• **Data listing**:
━━━━━━━━━━━━━━━━━━━━

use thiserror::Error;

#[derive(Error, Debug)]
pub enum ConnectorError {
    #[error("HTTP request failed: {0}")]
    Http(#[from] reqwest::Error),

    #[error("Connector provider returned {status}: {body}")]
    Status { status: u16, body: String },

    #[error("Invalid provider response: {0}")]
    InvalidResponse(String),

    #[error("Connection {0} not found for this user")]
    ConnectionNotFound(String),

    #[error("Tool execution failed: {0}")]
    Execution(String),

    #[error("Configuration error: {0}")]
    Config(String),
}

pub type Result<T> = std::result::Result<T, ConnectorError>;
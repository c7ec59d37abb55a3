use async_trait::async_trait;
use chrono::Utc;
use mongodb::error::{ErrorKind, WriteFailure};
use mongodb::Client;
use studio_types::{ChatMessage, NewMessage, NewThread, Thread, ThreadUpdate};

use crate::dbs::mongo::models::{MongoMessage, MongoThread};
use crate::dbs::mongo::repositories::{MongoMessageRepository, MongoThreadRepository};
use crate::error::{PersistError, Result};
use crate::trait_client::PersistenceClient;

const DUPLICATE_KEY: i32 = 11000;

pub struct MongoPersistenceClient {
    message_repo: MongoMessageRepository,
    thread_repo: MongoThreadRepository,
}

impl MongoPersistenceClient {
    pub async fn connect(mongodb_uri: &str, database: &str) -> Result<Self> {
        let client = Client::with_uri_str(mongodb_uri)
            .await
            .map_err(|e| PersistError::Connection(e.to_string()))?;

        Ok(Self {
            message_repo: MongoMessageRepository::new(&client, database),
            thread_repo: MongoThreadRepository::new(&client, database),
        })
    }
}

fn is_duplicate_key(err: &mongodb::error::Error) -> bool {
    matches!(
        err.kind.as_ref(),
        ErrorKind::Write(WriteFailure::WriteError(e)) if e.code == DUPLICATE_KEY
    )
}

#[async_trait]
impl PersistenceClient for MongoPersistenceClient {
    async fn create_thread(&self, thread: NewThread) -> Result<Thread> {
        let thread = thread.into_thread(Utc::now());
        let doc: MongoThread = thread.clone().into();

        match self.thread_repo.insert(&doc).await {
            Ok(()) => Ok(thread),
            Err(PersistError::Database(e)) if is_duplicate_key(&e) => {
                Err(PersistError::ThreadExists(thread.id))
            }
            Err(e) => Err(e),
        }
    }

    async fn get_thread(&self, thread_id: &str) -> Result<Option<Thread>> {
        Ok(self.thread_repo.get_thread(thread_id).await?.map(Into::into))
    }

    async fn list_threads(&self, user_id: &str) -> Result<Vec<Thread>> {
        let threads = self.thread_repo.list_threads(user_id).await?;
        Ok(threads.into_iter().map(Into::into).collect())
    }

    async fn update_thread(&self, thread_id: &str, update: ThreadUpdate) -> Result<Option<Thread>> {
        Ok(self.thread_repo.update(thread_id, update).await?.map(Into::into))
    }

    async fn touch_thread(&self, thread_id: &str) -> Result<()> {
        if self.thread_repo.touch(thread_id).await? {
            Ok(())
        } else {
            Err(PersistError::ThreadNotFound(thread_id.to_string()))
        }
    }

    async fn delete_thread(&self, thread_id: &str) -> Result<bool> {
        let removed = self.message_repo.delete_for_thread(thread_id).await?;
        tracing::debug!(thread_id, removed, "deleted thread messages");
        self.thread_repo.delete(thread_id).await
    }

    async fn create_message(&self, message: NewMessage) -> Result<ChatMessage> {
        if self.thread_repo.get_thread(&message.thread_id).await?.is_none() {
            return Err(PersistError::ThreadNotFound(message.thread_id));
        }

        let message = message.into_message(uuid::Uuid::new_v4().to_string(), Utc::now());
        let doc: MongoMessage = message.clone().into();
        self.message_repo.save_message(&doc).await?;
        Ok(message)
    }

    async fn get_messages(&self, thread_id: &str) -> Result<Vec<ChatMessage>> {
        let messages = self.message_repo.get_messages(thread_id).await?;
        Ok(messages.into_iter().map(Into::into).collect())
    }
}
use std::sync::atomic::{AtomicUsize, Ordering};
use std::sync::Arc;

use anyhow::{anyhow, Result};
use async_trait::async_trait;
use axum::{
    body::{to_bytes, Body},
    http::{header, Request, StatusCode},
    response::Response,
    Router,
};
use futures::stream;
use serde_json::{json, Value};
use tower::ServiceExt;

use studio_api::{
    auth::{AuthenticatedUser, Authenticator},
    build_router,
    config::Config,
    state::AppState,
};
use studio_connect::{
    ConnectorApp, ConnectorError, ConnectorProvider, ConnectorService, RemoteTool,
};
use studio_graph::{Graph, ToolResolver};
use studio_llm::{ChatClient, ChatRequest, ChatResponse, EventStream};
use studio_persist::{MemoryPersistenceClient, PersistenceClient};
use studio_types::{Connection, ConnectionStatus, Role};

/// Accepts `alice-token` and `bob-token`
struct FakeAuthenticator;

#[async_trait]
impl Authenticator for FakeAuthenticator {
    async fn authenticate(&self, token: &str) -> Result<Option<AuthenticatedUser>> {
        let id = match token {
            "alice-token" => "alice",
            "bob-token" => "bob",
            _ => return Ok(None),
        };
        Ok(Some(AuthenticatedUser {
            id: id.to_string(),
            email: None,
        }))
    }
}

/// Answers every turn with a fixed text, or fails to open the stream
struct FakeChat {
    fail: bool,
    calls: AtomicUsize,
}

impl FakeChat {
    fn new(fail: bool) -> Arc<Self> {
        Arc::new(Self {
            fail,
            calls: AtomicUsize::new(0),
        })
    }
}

━━━━━━━━━━━━━━━━━━━━

Write out only the lines that run from the line containing "const DUPLICATE_KEY: i32 = 11000;" through the line containing "impl PersistenceClient for", both included, exactly as they appear above.

• **Answer to the problem**:
const DUPLICATE_KEY: i32 = 11000;

pub struct MongoPersistenceClient {
    message_repo: MongoMessageRepository,
    thread_repo: MongoThreadRepository,
}

impl MongoPersistenceClient {
    pub async fn connect(mongodb_uri: &str, database: &str) -> Result<Self> {
        let client = Client::with_uri_str(mongodb_uri)
            .await
            .map_err(|e| PersistError::Connection(e.to_string()))?;

        Ok(Self {
            message_repo: MongoMessageRepository::new(&client, database),
            thread_repo: MongoThreadRepository::new(&client, database),
        })
    }
}

fn is_duplicate_key(err: &mongodb::error::Error) -> bool {
    matches!(
        err.kind.as_ref(),
        ErrorKind::Write(WriteFailure::WriteError(e)) if e.code == DUPLICATE_KEY
    )
}

#[async_trait]
impl PersistenceClient for MongoPersistenceClient {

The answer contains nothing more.